Carrie watched as he helped the old woman sit down near the front on the bride’s side. She studied his face, looked for signs of pain, of discomfort, of something dark hidden behind that cordial smile. In the end, it was the eyes that gave him away. They were constant whether he was laughing or studying the pews for an appropriate seat. She saw the sadness there, saw the void in those eyes she knew better than her own. My blue eyes.

Beth chirped from behind with increased urgency. “Carrie, we’re running out of time.”

Carrie dropped her eyes, let out a breath. She closed the door and turned, her smile strained. “Yes, of course. Here…”

She reached out as Trish handed her one of the small plastic bottles.

“To Carrie,” Trish said grandly, “may she be happy forever.” The three girls tapped the plastic necks together, and drank.
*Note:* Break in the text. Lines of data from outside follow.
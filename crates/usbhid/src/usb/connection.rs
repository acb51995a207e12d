//! Open device handle

use super::{map_direction, map_rusb_error, map_transfer_kind};
use crate::transport::Connection;
use crate::types::{Direction, EndpointDescriptor, InterfaceDescriptor, TransferKind};
use common::{Error, Result};
use rusb::{Context, Device, DeviceHandle};
use std::sync::{Mutex, MutexGuard};
use std::time::Duration;
use tracing::{debug, warn};

/// [`Connection`] over an open libusb handle
///
/// Kernel drivers detached while claiming are reattached on close.
pub struct RusbConnection {
    device: Device<Context>,
    handle: DeviceHandle<Context>,
    detached: Mutex<Vec<u8>>,
}

impl RusbConnection {
    pub fn new(device: Device<Context>, handle: DeviceHandle<Context>) -> Self {
        Self {
            device,
            handle,
            detached: Mutex::new(Vec::new()),
        }
    }

    fn detached(&self) -> MutexGuard<'_, Vec<u8>> {
        self.detached.lock().unwrap_or_else(|p| p.into_inner())
    }
}

impl Connection for RusbConnection {
    fn interfaces(&self) -> Result<Vec<InterfaceDescriptor>> {
        let config = self
            .device
            .active_config_descriptor()
            .map_err(map_rusb_error)?;

        let mut interfaces = Vec::new();
        for interface in config.interfaces() {
            // Alternate settings share the interface number; the default one is listed first.
            let Some(descriptor) = interface.descriptors().next() else {
                continue;
            };
            let endpoints = descriptor
                .endpoint_descriptors()
                .map(|ep| EndpointDescriptor {
                    address: ep.address(),
                    direction: map_direction(ep.direction()),
                    kind: map_transfer_kind(ep.transfer_type()),
                })
                .collect();

            interfaces.push(InterfaceDescriptor {
                number: interface.number(),
                class_code: descriptor.class_code(),
                endpoints,
            });
        }
        Ok(interfaces)
    }

    fn claim_interface(&self, interface: u8) -> Result<()> {
        match self.handle.kernel_driver_active(interface) {
            Ok(true) => {
                debug!("Detaching kernel driver from interface {}", interface);
                match self.handle.detach_kernel_driver(interface) {
                    Ok(()) => self.detached().push(interface),
                    Err(e) => warn!(
                        "Failed to detach kernel driver from interface {}: {}",
                        interface, e
                    ),
                }
            }
            Ok(false) => {}
            Err(e) => debug!(
                "Could not check kernel driver status for interface {}: {}",
                interface, e
            ),
        }

        self.handle
            .claim_interface(interface)
            .map_err(|e| Error::ClaimInterface {
                interface,
                message: e.to_string(),
            })
    }

    fn release_interface(&self, interface: u8) -> Result<()> {
        self.handle
            .release_interface(interface)
            .map_err(map_rusb_error)
    }

    fn read(
        &self,
        endpoint: &EndpointDescriptor,
        buf: &mut [u8],
        timeout: Duration,
    ) -> Result<usize> {
        if endpoint.direction != Direction::In {
            return Err(Error::Usb(format!(
                "endpoint {:#04x} is not an IN endpoint",
                endpoint.address
            )));
        }

        let result = match endpoint.kind {
            TransferKind::Bulk => self.handle.read_bulk(endpoint.address, buf, timeout),
            TransferKind::Interrupt => self.handle.read_interrupt(endpoint.address, buf, timeout),
            other => {
                return Err(Error::Usb(format!("unsupported IN transfer type {:?}", other)));
            }
        };

        match result {
            Ok(length) => Ok(length),
            // Nothing arrived within the poll window
            Err(rusb::Error::Timeout) => Ok(0),
            Err(e) => Err(map_rusb_error(e)),
        }
    }

    fn write(&self, endpoint: &EndpointDescriptor, data: &[u8], timeout: Duration) -> Result<usize> {
        if endpoint.direction != Direction::Out {
            return Err(Error::Usb(format!(
                "endpoint {:#04x} is not an OUT endpoint",
                endpoint.address
            )));
        }

        let result = match endpoint.kind {
            TransferKind::Bulk => self.handle.write_bulk(endpoint.address, data, timeout),
            TransferKind::Interrupt => self.handle.write_interrupt(endpoint.address, data, timeout),
            other => {
                return Err(Error::Usb(format!("unsupported OUT transfer type {:?}", other)));
            }
        };
        result.map_err(map_rusb_error)
    }

    fn close(&self) {
        for interface in self.detached().drain(..) {
            match self.handle.attach_kernel_driver(interface) {
                Ok(()) => debug!("Reattached kernel driver to interface {}", interface),
                Err(e) => debug!(
                    "Could not reattach kernel driver to interface {}: {}",
                    interface, e
                ),
            }
        }
        debug!(
            "Closed device (bus {:03} device {:03})",
            self.device.bus_number(),
            self.device.address()
        );
    }
}
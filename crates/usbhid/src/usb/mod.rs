//! libusb transport
//!
//! [`RusbTransport`] implements [`crate::Transport`] on top of `rusb`. Hot-plug
//! callbacks are driven by a dedicated `usbhid-hotplug` thread that runs
//! `handle_events()` for as long as the watch guard lives.

mod connection;
mod transport;

pub use connection::RusbConnection;
pub use transport::RusbTransport;

use common::Error;

/// Map rusb errors to the crate error type
pub fn map_rusb_error(err: rusb::Error) -> Error {
    match err {
        rusb::Error::Timeout => Error::Timeout,
        rusb::Error::NoDevice => Error::NoDevice,
        rusb::Error::Access => Error::PermissionDenied(err.to_string()),
        _ => Error::Usb(err.to_string()),
    }
}

fn map_direction(direction: rusb::Direction) -> crate::types::Direction {
    match direction {
        rusb::Direction::In => crate::types::Direction::In,
        rusb::Direction::Out => crate::types::Direction::Out,
    }
}

fn map_transfer_kind(kind: rusb::TransferType) -> crate::types::TransferKind {
    match kind {
        rusb::TransferType::Control => crate::types::TransferKind::Control,
        rusb::TransferType::Isochronous => crate::types::TransferKind::Isochronous,
        rusb::TransferType::Bulk => crate::types::TransferKind::Bulk,
        rusb::TransferType::Interrupt => crate::types::TransferKind::Interrupt,
    }
}

#[cfg(test)]
mod tests {
    use super::*;
    use crate::types::{Direction, TransferKind};

    #[test]
    fn test_map_rusb_error() {
        assert!(matches!(map_rusb_error(rusb::Error::Timeout), Error::Timeout));
        assert!(matches!(map_rusb_error(rusb::Error::NoDevice), Error::NoDevice));
        assert!(matches!(
            map_rusb_error(rusb::Error::Access),
            Error::PermissionDenied(_)
        ));
        assert!(matches!(map_rusb_error(rusb::Error::Pipe), Error::Usb(_)));
    }

    #[test]
    fn test_map_endpoint_attributes() {
        assert_eq!(map_direction(rusb::Direction::In), Direction::In);
        assert_eq!(
            map_transfer_kind(rusb::TransferType::Interrupt),
            TransferKind::Interrupt
        );
        assert_eq!(map_transfer_kind(rusb::TransferType::Bulk), TransferKind::Bulk);
    }
}
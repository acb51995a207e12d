//! Logging setup and configuration

use tracing_subscriber::{EnvFilter, fmt, prelude::*};

/// Setup tracing subscriber for the application
///
/// `RUST_LOG` takes precedence over `default_level` when it is set.
pub fn setup_logging(default_level: &str) -> crate::Result<()> {
    let filter = EnvFilter::try_from_default_env()
        .or_else(|_| EnvFilter::try_new(default_level))
        .map_err(|e| crate::Error::Config(format!("Invalid log filter: {}", e)))?;

    tracing_subscriber::registry()
        .with(filter)
        .with(fmt::layer().with_thread_names(true))
        .try_init()
        .map_err(|e| crate::Error::Config(format!("Logging already initialised: {}", e)))?;

    Ok(())
}
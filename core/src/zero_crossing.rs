use std::collections::BTreeMap;

use crate::{
    BIT_PERIOD_MAX, BIT_PERIOD_MIN, SPACE_PERIOD_MIN, START_ENERGY_THRESHOLD,
    START_WINDOW_SAMPLES,
};

/// Raw demodulation symbol, one per in-band zero-crossing period.
///
/// Space markers arrive in adjacent pairs (a zero bit spans two sync
/// periods) and are collapsed later by the bitstream cleanup pass.
#[derive(Debug, Clone, Copy, PartialEq, Eq)]
pub enum Symbol {
    /// Short period, half of an encoded zero bit
    Space,
    /// Long period, a one bit
    One,
}

/// Diagnostic period-length histogram, ordered by ascending length.
#[derive(Debug, Clone, Default, PartialEq, Eq)]
pub struct PeriodHistogram {
    counts: BTreeMap<usize, u32>,
}

impl PeriodHistogram {
    fn record(&mut self, period: usize) {
        *self.counts.entry(period).or_insert(0) += 1;
    }

    /// (length, count) pairs in ascending length order.
    pub fn iter(&self) -> impl Iterator<Item = (usize, u32)> + '_ {
        self.counts.iter().map(|(&period, &count)| (period, count))
    }

    pub fn count(&self, period: usize) -> u32 {
        self.counts.get(&period).copied().unwrap_or(0)
    }

    pub fn len(&self) -> usize {
        self.counts.len()
    }

    pub fn is_empty(&self) -> bool {
        self.counts.is_empty()
    }
}

/// Tunable demodulation parameters. The defaults are the protocol values
/// the encoding bands were measured at.
#[derive(Debug, Clone)]
pub struct AnalyzerConfig {
    /// Samples summed by the start-of-signal energy detector
    pub energy_window: usize,
    /// Sum of absolute sample values that marks the usable signal start
    pub energy_threshold: i32,
    /// Exclusive lower bound of the space-marker period band
    pub space_period_min: usize,
    /// Inclusive lower bound of the one-bit period band (and exclusive
    /// upper bound of the space band)
    pub bit_period_min: usize,
    /// Exclusive upper bound of the one-bit period band
    pub bit_period_max: usize,
}

impl Default for AnalyzerConfig {
    fn default() -> Self {
        Self {
            energy_window: START_WINDOW_SAMPLES,
            energy_threshold: START_ENERGY_THRESHOLD,
            space_period_min: SPACE_PERIOD_MIN,
            bit_period_min: BIT_PERIOD_MIN,
            bit_period_max: BIT_PERIOD_MAX,
        }
    }
}

/// Walks one channel of integer samples, measuring the sample count
/// between consecutive rising zero-crossings and classifying each period
/// into a symbol.
pub struct ZeroCrossingAnalyzer {
    config: AnalyzerConfig,
}

impl ZeroCrossingAnalyzer {
    pub fn new() -> Self {
        Self {
            config: AnalyzerConfig::default(),
        }
    }

    pub fn with_config(config: AnalyzerConfig) -> Self {
        Self { config }
    }

    /// First index where the energy window exceeds the threshold, skipping
    /// leading silence. `None` when the whole recording stays below it.
    pub fn find_start(&self, samples: &[i16]) -> Option<usize> {
        samples.windows(self.config.energy_window).position(|window| {
            let level: i32 = window.iter().map(|&s| i32::from(s).abs()).sum();
            level > self.config.energy_threshold
        })
    }

    /// Demodulate a channel into the raw symbol stream plus the period
    /// histogram. A recording with no detectable signal start yields both
    /// empty.
    pub fn analyze(&self, samples: &[i16]) -> (Vec<Symbol>, PeriodHistogram) {
        match self.find_start(samples) {
            Some(start) => self.scan(samples, start),
            None => {
                log::debug!("no window exceeded the start energy threshold");
                (Vec::new(), PeriodHistogram::default())
            }
        }
    }

    fn scan(&self, samples: &[i16], start: usize) -> (Vec<Symbol>, PeriodHistogram) {
        let mut symbols = Vec::new();
        let mut histogram = PeriodHistogram::default();
        let mut period = 1usize;

        for pair in samples[start..].windows(2) {
            let (previous, current) = (pair[0], pair[1]);
            let rising = previous < current;
            let crossing = (previous > 0 && current < 0) || (previous < 0 && current > 0);

            // A period boundary is a sign crossing on a rising slope.
            if crossing && rising {
                histogram.record(period.max(1));
                if let Some(symbol) = self.classify(period) {
                    symbols.push(symbol);
                }
                period = 1;
            }
            // The counter also advances over the boundary itself, so a
            // recorded period is one more than the crossing distance. The
            // band edges assume exactly this counter.
            period += 1;
        }

        (symbols, histogram)
    }

    fn classify(&self, period: usize) -> Option<Symbol> {
        if period > self.config.space_period_min && period < self.config.bit_period_min {
            Some(Symbol::Space)
        } else if period >= self.config.bit_period_min && period < self.config.bit_period_max {
            Some(Symbol::One)
        } else {
            None
        }
    }
}

impl Default for ZeroCrossingAnalyzer {
    fn default() -> Self {
        Self::new()
    }
}
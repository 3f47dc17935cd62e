use crate::error::{DecodeError, Result};
use crate::wave::WaveHeader;

/// Left/right sample sequences de-interleaved from the raw data chunk.
///
/// Mono input duplicates the single channel into both sequences. 8-bit
/// samples are widened to i16 as-is, without unsigned-to-signed correction;
/// the demodulation bands were tuned against that representation.
#[derive(Debug, Clone, PartialEq, Eq)]
pub struct ChannelSamples {
    pub left: Vec<i16>,
    pub right: Vec<i16>,
}

/// De-interleave the raw sample bytes according to the header's channel
/// count and bit depth. No resampling or filtering happens here.
pub fn extract_channels(header: &WaveHeader, data: &[u8]) -> Result<ChannelSamples> {
    match (header.channels, header.bits_per_sample) {
        (1, 8) => {
            let left: Vec<i16> = data.iter().map(|&b| b as i16).collect();
            Ok(ChannelSamples {
                right: left.clone(),
                left,
            })
        }
        (2, 8) => {
            let mut left = Vec::with_capacity(data.len() / 2);
            let mut right = Vec::with_capacity(data.len() / 2);
            for pair in data.chunks_exact(2) {
                left.push(pair[0] as i16);
                right.push(pair[1] as i16);
            }
            Ok(ChannelSamples { left, right })
        }
        (1, 16) => {
            // One sample per 4 input bytes, read from byte offset 2i: only
            // the first half of the buffer is consumed. The demodulation
            // bands assume exactly this layout.
            let count = data.len() / 4;
            let mut left = Vec::with_capacity(count);
            for i in 0..count {
                left.push(i16::from_le_bytes([data[2 * i], data[2 * i + 1]]));
            }
            Ok(ChannelSamples {
                right: left.clone(),
                left,
            })
        }
        (2, 16) => {
            let mut left = Vec::with_capacity(data.len() / 4);
            let mut right = Vec::with_capacity(data.len() / 4);
            for frame in data.chunks_exact(4) {
                left.push(i16::from_le_bytes([frame[0], frame[1]]));
                right.push(i16::from_le_bytes([frame[2], frame[3]]));
            }
            Ok(ChannelSamples { left, right })
        }
        (channels, bits_per_sample) => Err(DecodeError::UnsupportedFormat {
            channels,
            bits_per_sample,
        }),
    }
}

#[cfg(test)]
mod tests {
    use super::*;

    fn header(channels: u16, bits_per_sample: u16) -> WaveHeader {
        WaveHeader {
            file_size: 0,
            fmt_chunk_size: 16,
            format_type: 1,
            channels,
            sample_rate: 44100,
            avg_bytes_per_sec: 0,
            block_align: channels * bits_per_sample / 8,
            bits_per_sample,
            extension: None,
            fact: None,
            data_size: 0,
        }
    }

    #[test]
    fn test_mono_8bit_duplicates_channels() {
        let data = [0u8, 100, 200, 255];
        let samples = extract_channels(&header(1, 8), &data).unwrap();
        assert_eq!(samples.left, vec![0, 100, 200, 255]);
        assert_eq!(samples.left, samples.right);
    }

    #[test]
    fn test_8bit_widening_has_no_sign_correction() {
        // Byte 200 stays 200, not -56
        let samples = extract_channels(&header(1, 8), &[200]).unwrap();
        assert_eq!(samples.left, vec![200i16]);
    }

    #[test]
    fn test_stereo_8bit_interleave() {
        let data = [1u8, 2, 3, 4, 5, 6];
        let samples = extract_channels(&header(2, 8), &data).unwrap();
        assert_eq!(samples.left, vec![1, 3, 5]);
        assert_eq!(samples.right, vec![2, 4, 6]);
    }

    #[test]
    fn test_stereo_8bit_lengths() {
        let data: Vec<u8> = (0..10).collect();
        let samples = extract_channels(&header(2, 8), &data).unwrap();
        assert_eq!(samples.left.len(), 5);
        assert_eq!(samples.right.len(), 5);
        for i in 0..5 {
            assert_eq!(samples.left[i], data[2 * i] as i16);
            assert_eq!(samples.right[i], data[2 * i + 1] as i16);
        }
    }

    #[test]
    fn test_mono_16bit_reads_first_half() {
        // 8 bytes in, 2 samples out, taken from byte offsets 0 and 2
        let data = [0x34, 0x12, 0xFF, 0xFF, 0x78, 0x56, 0x00, 0x00];
        let samples = extract_channels(&header(1, 16), &data).unwrap();
        assert_eq!(samples.left, vec![0x1234, -1]);
        assert_eq!(samples.left, samples.right);
    }

    #[test]
    fn test_stereo_16bit_interleave() {
        let data = [0x01, 0x00, 0x02, 0x00, 0xFE, 0xFF, 0x04, 0x00];
        let samples = extract_channels(&header(2, 16), &data).unwrap();
        assert_eq!(samples.left, vec![1, -2]);
        assert_eq!(samples.right, vec![2, 4]);
    }

    #[test]
    fn test_unsupported_layout_rejected() {
        let mut bad = header(1, 16);
        bad.bits_per_sample = 24;
        assert!(matches!(
            extract_channels(&bad, &[0; 12]),
            Err(DecodeError::UnsupportedFormat { .. })
        ));
    }
}
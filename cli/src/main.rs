use clap::Parser;
use recoverwave_core::Decoder;
use std::fs;
use std::path::PathBuf;

#[derive(Parser)]
#[command(name = "recoverwave")]
#[command(about = "Recover FSK-encoded binary payloads from a PCM recording")]
struct Cli {
    /// Input WAV recording
    #[arg(value_name = "INPUT.WAV")]
    input: PathBuf,

    /// Directory receiving one frame<N>.dat artifact per recovered frame
    #[arg(short, long, value_name = "DIR", default_value = ".")]
    output_dir: PathBuf,
}

fn main() -> Result<(), Box<dyn std::error::Error>> {
    env_logger::init();
    let cli = Cli::parse();

    let bytes = fs::read(&cli.input)?;
    println!("Read {} bytes from {}", bytes.len(), cli.input.display());

    let output = Decoder::new().decode(&bytes)?;
    log::debug!(
        "decoded {} frame(s), {} histogram bucket(s)",
        output.frames.len(),
        output.histogram.len()
    );
    println!(
        "Parsed WAV: {} Hz, {} channel(s), {} bits",
        output.header.sample_rate, output.header.channels, output.header.bits_per_sample
    );

    // Period histogram, ascending length
    for (period, count) in output.histogram.iter() {
        println!("[{}]: {}", period, count);
    }

    if output.unpaired_spaces > 0 {
        println!(
            "Warning: dropped {} unpaired space marker(s)",
            output.unpaired_spaces
        );
    }

    if output.frames.is_empty() {
        println!("No frames found");
        return Ok(());
    }

    fs::create_dir_all(&cli.output_dir)?;
    for (frame, payload) in output.frames.iter().zip(output.payloads.iter()) {
        let path = cli.output_dir.join(format!("frame{}.dat", frame.index));
        fs::write(&path, payload)?;
        println!("Wrote {} bytes to {}", payload.len(), path.display());
    }

    Ok(())
}
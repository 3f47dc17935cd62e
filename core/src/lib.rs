//! Payload recovery library for frequency-shift-keyed PCM recordings
//!
//! Parses a RIFF/WAVE capture, demodulates the left channel by classifying
//! zero-crossing periods, and extracts sync-delimited binary frames.

pub mod bitstream;
pub mod channels;
pub mod decoder;
pub mod error;
pub mod framing;
pub mod normalize;
pub mod packer;
pub mod wave;
pub mod zero_crossing;

pub use channels::ChannelSamples;
pub use decoder::{DecodeOutput, Decoder, DecoderConfig};
pub use error::{DecodeError, Result};
pub use framing::Frame;
pub use normalize::NormalizedSamples;
pub use wave::{WaveContainer, WaveHeader};
pub use zero_crossing::{AnalyzerConfig, PeriodHistogram, Symbol, ZeroCrossingAnalyzer};

// Start-of-signal detection
pub const START_WINDOW_SAMPLES: usize = 6;
pub const START_ENERGY_THRESHOLD: i32 = 2000;

// Period bands, in samples between rising zero-crossings.
// A space marker lies strictly inside (SPACE_PERIOD_MIN, BIT_PERIOD_MIN);
// a one bit lies in [BIT_PERIOD_MIN, BIT_PERIOD_MAX). Anything else is dropped.
pub const SPACE_PERIOD_MIN: usize = 16;
pub const BIT_PERIOD_MIN: usize = 29;
pub const BIT_PERIOD_MAX: usize = 42;

// Frame delimiters on the cleaned bitstream
pub const SYNC_PREAMBLE: &str = "1101010110111010";
pub const TERMINATOR_ZERO_RUN: usize = 34;
use std::path::PathBuf;

use thiserror::Error;

/// Internal error type for IsoFuzz operations.
///
/// Instrumentation must never crash the host DBMS, so none of these cross
/// the public entry points: every boundary function swallows its error and
/// degrades the trace instead. Internal plumbing still propagates `Result`
/// so failure sites stay visible in one place.
#[derive(Error, Debug)]
pub enum IsoFuzzError {
    /// The configured trace destination could not be opened.
    #[error("cannot open trace destination '{path}'")]
    SinkUnavailable {
        path: PathBuf,
        #[source]
        source: std::io::Error,
    },

    /// A write to the trace destination failed.
    #[error("trace write failed: {0}")]
    Io(#[from] std::io::Error),
}

/// Result alias used throughout the workspace.
pub type Result<T> = std::result::Result<T, IsoFuzzError>;
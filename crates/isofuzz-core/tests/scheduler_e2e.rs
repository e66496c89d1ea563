//! Scheduler behavior through the runtime facade: seeded reordering,
//! epoch isolation, and shutdown with parked workers.

use std::sync::Arc;
use std::sync::mpsc;
use std::time::Duration;

use isofuzz_core::{Config, DataObject, IsoFuzz, OpType, SchedulerIntent};
use tempfile::TempDir;

fn runtime(seed: u64, epoch_ms: u64) -> (Arc<IsoFuzz>, TempDir) {
    let dir = tempfile::tempdir().unwrap();
    let config = Config {
        seed,
        epoch: Duration::from_millis(epoch_ms),
        out_file: Some(dir.path().join("trace.tsv")),
    };
    let fuzz = Arc::new(IsoFuzz::new(config));
    fuzz.init();
    (fuzz, dir)
}

/// Run three workers that enter the pending FIFO in a fixed order within
/// one epoch and report the order the scheduler released them in.
fn seeded_release_order(seed: u64) -> Vec<u64> {
    // Window wide enough that the submission-order handshake below cannot
    // straddle an epoch boundary.
    let (fuzz, _dir) = runtime(seed, 300);

    let handles: Vec<_> = (0..3).map(|_| fuzz.trx_begin()).collect();
    let threads: Vec<_> = handles
        .iter()
        .enumerate()
        .map(|(i, h)| {
            let fuzz = Arc::clone(&fuzz);
            let h = h.clone();
            std::thread::spawn(move || {
                // Fix the FIFO entry order: worker i submits only after the
                // i requests before it are pending.
                while fuzz.scheduler().pending_len() != i {
                    std::thread::yield_now();
                }
                fuzz.schedule_op(&h, SchedulerIntent::OpWrite);
            })
        })
        .collect();
    for t in threads {
        t.join().unwrap();
    }

    let order: Vec<u64> = fuzz
        .scheduler()
        .release_log()
        .iter()
        .map(|ev| ev.lib_id.get())
        .collect();
    for h in &handles {
        fuzz.trx_end(h);
    }
    fuzz.shutdown();
    order
}

#[test]
fn release_order_is_reproducible_for_a_seed() {
    let first = seeded_release_order(42);
    let second = seeded_release_order(42);
    assert_eq!(first.len(), 3);
    assert_eq!(first, second);
}

#[test]
fn requests_from_one_epoch_release_before_the_next() {
    let (fuzz, _dir) = runtime(42, 30);

    let run_batch = |ids: &mut Vec<u64>| {
        let handles: Vec<_> = (0..2).map(|_| fuzz.trx_begin()).collect();
        let threads: Vec<_> = handles
            .iter()
            .map(|h| {
                let fuzz = Arc::clone(&fuzz);
                let h = h.clone();
                std::thread::spawn(move || fuzz.schedule_op(&h, SchedulerIntent::OpRead))
            })
            .collect();
        for t in threads {
            t.join().unwrap();
        }
        for h in &handles {
            ids.push(h.lib_id().get());
            fuzz.trx_end(h);
        }
    };

    let mut first_batch = Vec::new();
    let mut second_batch = Vec::new();
    run_batch(&mut first_batch);
    run_batch(&mut second_batch);

    let log = fuzz.scheduler().release_log();
    assert_eq!(log.len(), 4);

    // Epoch indices never go backwards in the release log.
    let epochs: Vec<u64> = log.iter().map(|ev| ev.epoch).collect();
    let mut sorted = epochs.clone();
    sorted.sort_unstable();
    assert_eq!(epochs, sorted);

    // Every first-batch release precedes every second-batch release.
    let released: Vec<u64> = log.iter().map(|ev| ev.lib_id.get()).collect();
    let last_first = released
        .iter()
        .rposition(|id| first_batch.contains(id))
        .unwrap();
    let first_second = released
        .iter()
        .position(|id| second_batch.contains(id))
        .unwrap();
    assert!(last_first < first_second);

    // Waiter map drains fully after every batch.
    assert_eq!(fuzz.scheduler().waiter_count(), 0);
    fuzz.shutdown();
}

#[test]
fn shutdown_unblocks_a_parked_worker() {
    // An epoch so long the batch never fires on its own.
    let (fuzz, _dir) = runtime(42, 10_000);

    let h = fuzz.trx_begin();
    let (tx, rx) = mpsc::channel();
    let worker = {
        let fuzz = Arc::clone(&fuzz);
        let h = h.clone();
        std::thread::spawn(move || {
            fuzz.schedule_op(&h, SchedulerIntent::OpRead);
            tx.send(()).unwrap();
        })
    };

    // Wait until the worker is actually parked.
    while fuzz.scheduler().waiter_count() == 0 {
        std::thread::yield_now();
    }
    fuzz.shutdown();

    rx.recv_timeout(Duration::from_secs(5))
        .expect("parked worker must return after shutdown");
    worker.join().unwrap();

    assert_eq!(fuzz.scheduler().snapshot().force_released_total, 1);
    assert_eq!(fuzz.scheduler().waiter_count(), 0);
}

#[test]
fn schedule_then_log_pairs_stay_ordered_per_worker() {
    let (fuzz, dir) = runtime(42, 5);

    let handles: Vec<_> = (0..4).map(|_| fuzz.trx_begin()).collect();
    let threads: Vec<_> = handles
        .iter()
        .map(|h| {
            let fuzz = Arc::clone(&fuzz);
            let h = h.clone();
            std::thread::spawn(move || {
                for row in 0..10 {
                    fuzz.schedule_op(&h, SchedulerIntent::OpWrite);
                    fuzz.log_op(&h, OpType::WriteUpdate, Some(DataObject::whole_row("t", row)), 0);
                }
            })
        })
        .collect();
    for t in threads {
        t.join().unwrap();
    }
    for h in &handles {
        fuzz.trx_end(h);
    }
    fuzz.shutdown();

    let content = std::fs::read_to_string(dir.path().join("trace.tsv")).unwrap();
    let lines: Vec<&str> = content.lines().collect();
    // 4 BEGIN + 40 UPDATE records, all structurally whole.
    assert_eq!(lines.len(), 44);
    assert!(lines.iter().all(|l| l.split('\t').count() == 7));

    // Per transaction, logged rows appear in program order.
    for h in &handles {
        let id = h.lib_id().get().to_string();
        let rows: Vec<u64> = lines
            .iter()
            .map(|l| l.split('\t').collect::<Vec<_>>())
            .filter(|f| f[1] == id && f[2] == "UPDATE")
            .map(|f| f[5].parse().unwrap())
            .collect();
        assert_eq!(rows, (0..10).collect::<Vec<u64>>());
    }
}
Carrie downed the liquor in three swallows and gasped happily, staring at the empty bottle as if it held magic. “Whoo-boy,” she said, and they all laughed.

The alcohol burned her stomach pleasantly, lightened her head. A warm calm spread through her as she looked past her two friends and out the window that faced the fields. The September sky had turned a deep-sea-green and clouds were building like ink-stained cotton above the acres of stalks. The jostling crowd of plants waved gently, as if saying hello, or demanding her attention.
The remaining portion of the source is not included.